En Argentine, l’usage massif des pesticides, associé aux vastes monocultures, fait des ravages sur la santé des populations. Pour l’organisation Incupo, que nous soutenons sur place, le soutien à l’agriculture familiale constitue le meilleur rempart contre les pesticides
Ernesto Starhinger, directeur d’Incupo, nous en dit plus sur le fléau des pesticides dans son pays, et leur action
Quel est le rôle d’Incupo dans la lutte contre l’usage abusif de pesticides ?
Ernesto Starhinger : Depuis cinquante ans, nous nous battons pour l’accès à la terre des paysans et la préservation de l’écosystème. Incupo soutient 4 000 familles qui pratiquent l’agriculture dans cinq provinces du Grand Chaco argentin. Ces familles sont des véritables défenseuses de l’environnement. Si ces cultures familiales meurent, la nature meurt. Or, cette agriculture familiale argentine est en danger. Notamment à cause de la contamination par les pesticides employés par les grandes exploitations voisines qui pratiquent la monoculture.
L’agriculture vivrière face aux fonds de pension
Prenons un exemple. Dans ma région de Corrientes, j’ai deux fils qui s’occupent de notre exploitation de 30 vaches et pratiquent l’agriculture vivrière sur une vingtaine d’hectares. A côté de chez nous, un Fonds de pension étranger produit du riz sur 50 000 hectares, en utilisant des semences transgéniques et des pesticides. Les pesticides s’écoulent ensuite dans nos rivières et les contaminent. Ces grands producteurs extensifs détruisent le milieu ambiant. Ils provoquent la mort des poissons. A Corrientes, le riz est devenu la culture la plus importante.
Dans d’autres provinces, ce sont des monocultures de soja, de maïs ou de tournesol. En Argentine, chaque année, 600 millions de litres de produits chimiques sont utilisés et viennent intoxiquer notre terre !
Pourquoi l’agriculture familiale n’a-t-elle pas besoin des pesticides ?
L’agriculture familiale est la meilleure défenseuse de l’environnement. Les petits agriculteurs produisent une diversité de cultures à destination d’une clientèle locale. Ils n’ont pas besoin de pesticides comme dans la monoculture. La monoculture favorise les maladies des plantes.
Diversifier les plantations
Si je fais 3 hectares de fraises, une seule maladie peut décimer toute ma récolte. C’est un risque que je ne peux pas courir et j’emploie donc des pesticides. Si j’ai 10 sortes de plantes sur la même superficie, je partage les risques et je ne perdrai pas toute ma récolte en cas de maladie sur l’une de mes espèces.
Aucun agriculteur n’utilise des pesticides de sa propre initiative. C’est le marché qui le demande en incitant à la monoculture.
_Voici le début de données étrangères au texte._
impl IconEngine {
    /// Creates an engine over `sets` (registration order) and selects the
    /// highest-priority set that passes validation.
    ///
    /// The glyph set is appended if `sets` does not contain it.
    #[must_use]
    pub fn new(mut sets: Vec<IconSet>, options: &IconSettings) -> Self {
        if !sets.iter().any(IconSet::is_total) {
            sets.push(IconSet::Glyph);
        }

        let mut state = EngineState {
            sets,
            active: 0,
            all_or_nothing: options.all_or_nothing,
            fallback_enabled: options.fallback_enabled,
            required: options.required.iter().cloned().collect(),
        };
        state.active = state.first_accepted(state.by_priority());
        debug!("Selected icon set '{}'", state.sets[state.active].name());

        Self {
            state: RwLock::new(state),
            cache: RwLock::new(IconCache::new(Duration::from_secs(
                options.cache_ttl_seconds,
            ))),
            log_resolution: false,
        }
    }

    /// Creates the system, material and minimal sets from settings and
    /// applies the configured icon set preference.
    #[must_use]
    pub fn from_settings(settings: &Settings) -> Self {
        let icons = &settings.icons;
        let system = IconSet::System(SystemTheme::new(
            icons.system_theme.as_deref(),
            icons.system_size,
            icons.prefer_scalable,
        ));
        let bundled = IconSet::Bundled(
            icons
                .bundled_dir
                .clone()
                .map(BundledIcons::new)
                .unwrap_or_else(BundledIcons::at_default_dir),
        );

        let engine = Self::new(vec![system, bundled, IconSet::Glyph], icons)
            .with_resolution_logging(settings.log_icon_resolution);

        if let Some(preferred) = settings.icon_set_preference() {
            if let Err(e) = engine.activate_icon_set(preferred) {
                warn!(
                    "Preferred icon set '{}' not used: {}; using '{}'",
                    preferred,
                    e,
                    engine.active_icon_set()
                );
            }
        }
        engine
    }

    /// Logs every resolution at info level instead of debug.
    #[must_use]
    pub fn with_resolution_logging(mut self, enabled: bool) -> Self {
        self.log_resolution = enabled;
        self
    }

    fn read_state(&self) -> RwLockReadGuard<'_, EngineState> {
        self.state.read().unwrap_or_else(PoisonError::into_inner)
    }

    fn write_state(&self) -> RwLockWriteGuard<'_, EngineState> {
        self.state.write().unwrap_or_else(PoisonError::into_inner)
    }

    fn read_cache(&self) -> RwLockReadGuard<'_, IconCache> {
        self.cache.read().unwrap_or_else(PoisonError::into_inner)
    }

    fn write_cache(&self) -> RwLockWriteGuard<'_, IconCache> {
        self.cache.write().unwrap_or_else(PoisonError::into_inner)
    }

    // ------------------------------------------------------------------------
    // Resolution
    // ------------------------------------------------------------------------

    /// Resolves a symbolic name.
    ///
    /// With `allow_fallback = false` only the active set is consulted.
    pub fn resolve(&self, name: &str, allow_fallback: bool) -> ResolvedIcon {
        self.resolve_request(&IconRequest::named(name), allow_fallback)
    }

    /// Resolves an icon request, honoring explicit path or glyph overrides.
    pub fn resolve_request(&self, request: &IconRequest, allow_fallback: bool) -> ResolvedIcon {
        let started = Instant::now();
        let name = request.name.as_str();

        let literal = match &request.override_with {
            Some(IconOverride::Path(path)) => Some((
                OVERRIDE_SOURCE,
                SourceKind::LiteralPath,
                path.to_string_lossy().into_owned(),
            )),
            Some(IconOverride::Glyph(g)) => Some((OVERRIDE_SOURCE, SourceKind::Glyph, g.clone())),
            None if Path::new(name).is_absolute() && Path::new(name).exists() => {
                Some((LITERAL_SOURCE, SourceKind::LiteralPath, name.to_string()))
            }
            None if glyph::is_literal_glyph(name) => {
                Some((LITERAL_SOURCE, SourceKind::Glyph, name.to_string()))
            }
            None => None,
        };

        let icon = match literal {
            Some((source, kind, reference)) => {
                ResolvedIcon::unresolved(name, vec![source.to_string()], started.elapsed())
                    .with_reference(kind, None, reference, false)
            }
            None => self.resolve_named(name, allow_fallback, started),
        };

        self.trace(&icon);
        icon
    }

    fn resolve_named(&self, name: &str, allow_fallback: bool, started: Instant) -> ResolvedIcon {
        let state = self.read_state();
        let active = &state.sets[state.active];
        let active_name = active.name();

        let cached = self.read_cache().lookup(active_name, name);
        match cached {
            CacheLookup::Hit(icon) if allow_fallback || !icon.is_fallback => {
                return ResolvedIcon {
                    resolved_at_cache_hit: true,
                    resolution_time: started.elapsed(),
                    ..icon
                };
            }
            CacheLookup::Expired => {
                self.write_cache().evict_if_expired(active_name, name);
            }
            _ => {}
        }

        let mut chain = Vec::new();
        let mut found = try_set(active, name, &mut chain).map(|r| (active, r, false));

        if found.is_none() && allow_fallback && state.fallback_enabled {
            if !state.all_or_nothing {
                found = state
                    .lower_than(state.active)
                    .into_iter()
                    .map(|idx| &state.sets[idx])
                    .filter(|set| !set.is_total() && set.is_available())
                    .find_map(|set| try_set(set, name, &mut chain).map(|r| (set, r, true)));
            }
            if found.is_none() {
                let glyphs = &state.sets[state.glyph_index()];
                found = try_set(glyphs, name, &mut chain).map(|r| (glyphs, r, true));
            }
        }

        let icon = ResolvedIcon::unresolved(name, chain, started.elapsed());
        match found {
            Some((set, reference, is_fallback)) => {
                let icon = icon.with_reference(
                    set.source_kind(),
                    Some(set.name()),
                    reference,
                    is_fallback,
                );
                self.write_cache().insert(active_name, name, icon.clone());
                icon
            }
            None => icon,
        }
    }

    /// Resolves a name against one specific set without touching the
    /// active selection or the cache.
    ///
    /// # Errors
    ///
    /// Returns [`IconError::UnknownSet`] if no set has that name.
    pub fn resolve_with(
        &self,
        set_name: &str,
        name: &str,
        allow_fallback: bool,
    ) -> Result<ResolvedIcon, IconError> {
        let started = Instant::now();
        let state = self.read_state();
        let idx = state
            .index_of(set_name)
            .ok_or_else(|| IconError::UnknownSet(set_name.to_string()))?;
        let set = &state.sets[idx];

        let mut chain = Vec::new();
        let mut found = try_set(set, name, &mut chain).map(|r| (set, r, false));
        if found.is_none() && allow_fallback {
            let glyphs = &state.sets[state.glyph_index()];
            found = try_set(glyphs, name, &mut chain).map(|r| (glyphs, r, true));
        }

        let icon = ResolvedIcon::unresolved(name, chain, started.elapsed());
        let icon = match found {
            Some((set, reference, is_fallback)) => {
                icon.with_reference(set.source_kind(), Some(set.name()), reference, is_fallback)
            }
            None => icon,
        };
        self.trace(&icon);
        Ok(icon)
    }

    fn trace(&self, icon: &ResolvedIcon) {
        let reference = icon.resolved_reference.as_deref().unwrap_or("<none>");
        let chain = icon.fallback_chain.join(" -> ");
        if self.log_resolution {
            info!(
                "Icon '{}' -> '{}' via [{}]{}",
                icon.original_name,
                reference,
                chain,
                if icon.resolved_at_cache_hit { " (cached)" } else { "" }
            );
        } else {
            debug!(
                "Icon '{}' -> '{}' via [{}]{}",
                icon.original_name,
                reference,
                chain,
                if icon.resolved_at_cache_hit { " (cached)" } else { "" }
            );
        }
    }

    // ------------------------------------------------------------------------
    // Set Management
    // ------------------------------------------------------------------------

    /// Returns the configured required names the named set cannot resolve.
    ///
    /// Does not change any state.
    ///
    /// # Errors
    ///
    /// Returns [`IconError::UnknownSet`] if no set has that name.
    pub fn validate_icon_set(&self, set_name: &str) -> Result<BTreeSet<String>, IconError> {
        let state = self.read_state();
        let idx = state
            .index_of(set_name)
            .ok_or_else(|| IconError::UnknownSet(set_name.to_string()))?;
        Ok(state.sets[idx].missing_icons(&state.required))
    }

    /// Returns the names in `required` the named set cannot resolve.
    ///
    /// Like [`validate_icon_set`](Self::validate_icon_set) but against a
    /// caller-supplied list instead of the configured one.
    ///
    /// # Errors
    ///
    /// Returns [`IconError::UnknownSet`] if no set has that name.
    pub fn validate_icon_set_against(
        &self,
        set_name: &str,
        required: &BTreeSet<String>,
    ) -> Result<BTreeSet<String>, IconError> {
        let state = self.read_state();
        let idx = state
            .index_of(set_name)
            .ok_or_else(|| IconError::UnknownSet(set_name.to_string()))?;
        Ok(state.sets[idx].missing_icons(required))
    }

    /// Makes the named set active and clears the cache.
    ///
    /// # Errors
    ///
    /// Returns an error if the set is unknown, unavailable, or (with
    /// all-or-nothing mode on) missing required icons. The active set is
    /// unchanged on error.
    pub fn activate_icon_set(&self, set_name: &str) -> Result<(), IconError> {
        let mut state = self.write_state();
        let idx = state
            .index_of(set_name)
            .ok_or_else(|| IconError::UnknownSet(set_name.to_string()))?;
        state.accepts(idx)?;

        state.active = idx;
        self.write_cache().clear();
        info!("Active icon set: {}", set_name);
        Ok(())
    }

    /// Boolean form of [`activate_icon_set`](Self::activate_icon_set).
    pub fn set_active_icon_set(&self, set_name: &str) -> bool {
        match self.activate_icon_set(set_name) {
            Ok(()) => true,
            Err(e) => {
                warn!("Cannot activate icon set '{}': {}", set_name, e);
                false
            }
        }
    }

    /// Turns all-or-nothing validation on or off.
    ///
    /// Enabling re-validates the active set and cascades to the next
    /// accepted set if it fails. The cache is cleared either way.
    pub fn set_all_or_nothing_mode(&self, enabled: bool) {
        let mut state = self.write_state();
        state.all_or_nothing = enabled;
        state.revalidate();
        self.write_cache().clear();
    }

    /// Replaces the required icon names and re-validates the active set.
    pub fn set_required_icons<I, S>(&self, names: I)
    where
        I: IntoIterator<Item = S>,
        S: Into<String>,
    {
        let mut state = self.write_state();
        state.required = names.into_iter().map(Into::into).collect();
        state.revalidate();
        self.write_cache().clear();
    }

    /// Turns cross-set fallback on or off.
    pub fn set_fallback_enabled(&self, enabled: bool) {
        self.write_state().fallback_enabled = enabled;
        self.write_cache().clear();
    }

    // ------------------------------------------------------------------------
    // Introspection
    // ------------------------------------------------------------------------

    /// Returns the name of the active set.
    #[must_use]
    pub fn active_icon_set(&self) -> String {
        let state = self.read_state();
        state.sets[state.active].name().to_string()
    }

    /// Returns true if all-or-nothing mode is on.
    #[must_use]
    pub fn is_all_or_nothing(&self) -> bool {
        self.read_state().all_or_nothing
    }

    /// Returns the required icon names.
    #[must_use]
    pub fn required_icons(&self) -> BTreeSet<String> {
        self.read_state().required.clone()
    }

    /// Describes every registered set by descending priority.
    #[must_use]
    pub fn list_sets(&self) -> Vec<IconSetDescriptor> {
        let state = self.read_state();
        state
            .by_priority()
            .into_iter()
            .map(|idx| state.sets[idx].describe(&state.required))
            .collect()
    }

    /// Describes the available sets by descending priority.
    #[must_use]
    pub fn list_available_sets(&self) -> Vec<IconSetDescriptor> {
        self.list_sets().into_iter().filter(|d| d.available).collect()
    }

    /// Describes one set.
    #[must_use]
    pub fn describe(&self, set_name: &str) -> Option<IconSetDescriptor> {
        let state = self.read_state();
        state
            .index_of(set_name)
            .map(|idx| state.sets[idx].describe(&state.required))
    }

    /// Lists the icons of one set.
    ///
    /// # Errors
    ///
    /// Returns an error if the set is unknown or its files cannot be read.
    pub fn list_icons(&self, set_name: &str) -> Result<Vec<String>, IconError> {
        let state = self.read_state();
        let idx = state
            .index_of(set_name)
            .ok_or_else(|| IconError::UnknownSet(set_name.to_string()))?;
        state.sets[idx].list_icons()
    }

    /// Returns up to `limit` (name, reference) pairs from one set.
    ///
    /// # Errors
    ///
    /// Returns [`IconError::UnknownSet`] if no set has that name.
    pub fn preview(&self, set_name: &str, limit: usize) -> Result<Vec<(String, String)>, IconError> {
        let state = self.read_state();
        let idx = state
            .index_of(set_name)
            .ok_or_else(|| IconError::UnknownSet(set_name.to_string()))?;
        Ok(state.sets[idx].preview(limit))
    }

    /// Returns the number of cached entries.
    #[must_use]
    pub fn cached_entries(&self) -> usize {
        self.read_cache().len()
    }

    /// Drops all cached resolutions.
    pub fn clear_cache(&self) {
        self.write_cache().clear();
    }
}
Il pousse aux engrais chimiques pour arriver à augmenter le rendement. Le rendement est une notion liée à la monoculture.
Comment luttez-vous contre l’usage des pesticides ?
En amont, chez les agriculteurs, nous expliquons les avantages de diversifier leurs cultures. Nous prouvons les dangers des pesticides. En aval de la production, nous développons les circuits de commercialisation propres, avec des marchés locaux de produits naturels. Nous sensibilisons les consommateurs et les consommatrices à l’avantage de ces produits sans pesticides.
Les enquêtes sont bloquées
Il y a deux ans, une étude officielle a été menée en Argentine, en collaboration avec un institut français, pour mesurer les traces de produits chimiques dans le sang des personnes au contact de ces pesticides, habitants et agriculteurs. Les résultats de l’enquête ont été bloqués et non publiés. Incupo a dénoncé cela dans la presse. Nous accompagnons également un mouvement qui veut freiner la diffusion de pesticides aux alentours des écoles et des maisons.
Que change l’arrivée au pouvoir du président ultra-libéral Javier Milei ?
Le gouvernement actuel ne croit pas au changement climatique. Il est contre le peu de lois environnementales qui existent en Argentine. Il estime que l’Etat n’a pas à réguler ce type de problèmes. C’est aux citoyens de s’organiser. Il a fermé la division de l’agriculture familiale qui existait dans l’administration. Aujourd’hui, il fait pression sur les directeurs des centres de santé qui dénoncent des allergies, des malformations à la naissance, liées aux pesticides.